Document Specialist, Clinical Operations

Overview

Ready to join a team committed to moving gene therapies into the clinical and commercial settings for patients and families devastated by rare neurological genetic diseases? AveXis is advancing cutting-edge science to treat rare and life-threatening genetic diseases starting with our clinical-stage, proprietary gene therapy candidate, AVXS-101 (ZOLGENSMA®). We are in the midst of an incredible journey and are looking for passionate individuals to join us on this important mission.

AveXis, Inc., a Novartis Company , is a clinical-stage gene therapy company, dedicated to developing and commercializing novel treatments for patients suffering from rare and life-threatening neurological genetic diseases. Our initial product candidate, AVXS-101, is our proprietary gene therapy product candidate currently in development for the treatment of spinal muscular atrophy, or SMA, Type 1, the leading genetic cause of infant mortality, and for the treatment of SMA Type 2. The U.S. Food and Drug Administration, or FDA, has granted AVXS-101 Orphan Drug Designation for the treatment of all types of SMA and Breakthrough Therapy Designation, as well as Fast Track Designation for the treatment of SMA Type 1. In addition to developing AVXS-101 to treat SMA Type 1 and Type 2, we also plan to develop other novel treatments for rare neurological diseases, including Rett syndrome (RTT) and a genetic form of amyotrophic lateral sclerosis (ALS) caused by mutations in the superoxide dismutase 1 (SOD1) gene.

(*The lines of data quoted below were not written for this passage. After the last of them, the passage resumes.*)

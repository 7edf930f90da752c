use reqwest::StatusCode;
use thiserror::Error;

pub type Result<T> = std::result::Result<T, BridgeErr>;

#[derive(Error, Debug)]
pub enum BridgeErr {
    /// Unexpected HTTP status from the remote server.
    #[error("unexpected status {0}: {1}")]
    UnexpectedStatus(StatusCode, String),

    /// The remote stream closed while a response was still pending.
    #[error("remote stream closed unexpectedly")]
    StreamClosed,

    /// The remote server replied with something other than the expected
    /// JSON-RPC shape, or with a JSON-RPC error object.
    #[error("remote protocol error: {0}")]
    Protocol(String),

    /// A caller-supplied header could not be encoded.
    #[error("invalid header: {0}")]
    Header(String),

    #[error(transparent)]
    Reqwest(#[from] reqwest::Error),

    #[error(transparent)]
    Json(#[from] serde_json::Error),

    #[error(transparent)]
    Io(#[from] std::io::Error),
}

The Document Specialist will be responsible for managing and maintaining the AveXis electronic Trial Master File (eTMF) which includes development and maintenance of an Expected Documents List (EDL), uploading study documentation, ongoing eTMF reconciliation, quality checking uploaded documents, working with the AveXis staff to ensure the eTMF is complete and inspection ready and holding the study team accountable for missing documentation.

Responsibilities

• Participate in the development and ongoing management of processes, procedures, and trainings for AveXis use of Veeva Vault eTMF.
• Upload documents into the eTMF (both Clinical Research Organization (CRO) owned and AveXis owned eTMFs).
• Clinical documentation management and tracking, prioritizing tasks and ensuring adherence to timelines.
• Use electronic systems and tools (e.g. Veeva Vault, SharePoint, ACE, ComplianceWire).
• Maintain an audit and archive ready eTMF.
• Assist in transitioning eTMF from SharePoint (or other eTMF system, for example managed by a separate CRO vendor) to Veeva Vault system.
• Quality Check documents in the Veeva Vault eTMF on a daily basis.
• Critically reviews document content to ensure accuracy and completeness.
• Communicate any document inconsistencies (GCP or ALCOA discrepancies) to Vault uploader.
• Manage the eTMF, ensuring documents maintained in the file are appropriate and the content of those documents is accurate, complete, and consistent with processes and requirements in the Veeva Vault system.
• Collaborate with internal AveXis stakeholders to gather information necessary for execution of study Expected Document List (EDL) requirements and expected numbers.
• Critically reviews document content to ensure accuracy and completeness prior to upload into TMF.
• Communicate any document inconsistencies (GCP or ALCOA discrepancies) back to functional areas for resolution.
• Perform document upload per unique study eTMF guidelines.
• Support other projects as assigned.
• Identify and contribute to areas of best practice and process improvement.

Qualifications

• Bachelor's Degree preferred.
• 2+ years of experience working in clinical research records management department or equivalent experience and demonstrated ability to present and articulate requirements of eTMF files.
• Experience with eTMF required; experience working in Veeva Vault eTMF preferred.
• Familiarity with eTMF processes and procedures.
• Advanced skills using MS Word, MS SharePoint, Adobe Acrobat Professional, and experience with MS Excel, MS PowerPoint preferred.
• Familiarity with interpretation of applicable FDA, Canadian, EU and ICH, global documentation guidelines related to clinical trial and eTMF management.
• Knowledgeable of clinical research operations, including interpretation and implementation of FDA regulations/ICH guidelines.
• The ability to multitask, prioritize, and work under pressure in adhering to deadlines.
• Strong oral and written communication and interpersonal skills.
• Strong project management and organizational skills.
• Ability to apply knowledge to new situations.

The level of this position will be based on the final candidate's qualifications.

Please note this job description is not designed to cover or contain a comprehensive listing of activities, duties or responsibilities that are required of the employee for this job. Duties, responsibilities and activities may change at any time with or without notice.

AveXis is committed to creating a diverse environment and is proud to be an equal opportunity employer. All qualified applicants will receive consideration for employment without regard to race, color, religion, gender, gender identity, national origin, genetics, disability, age, sexual orientation or veteran status.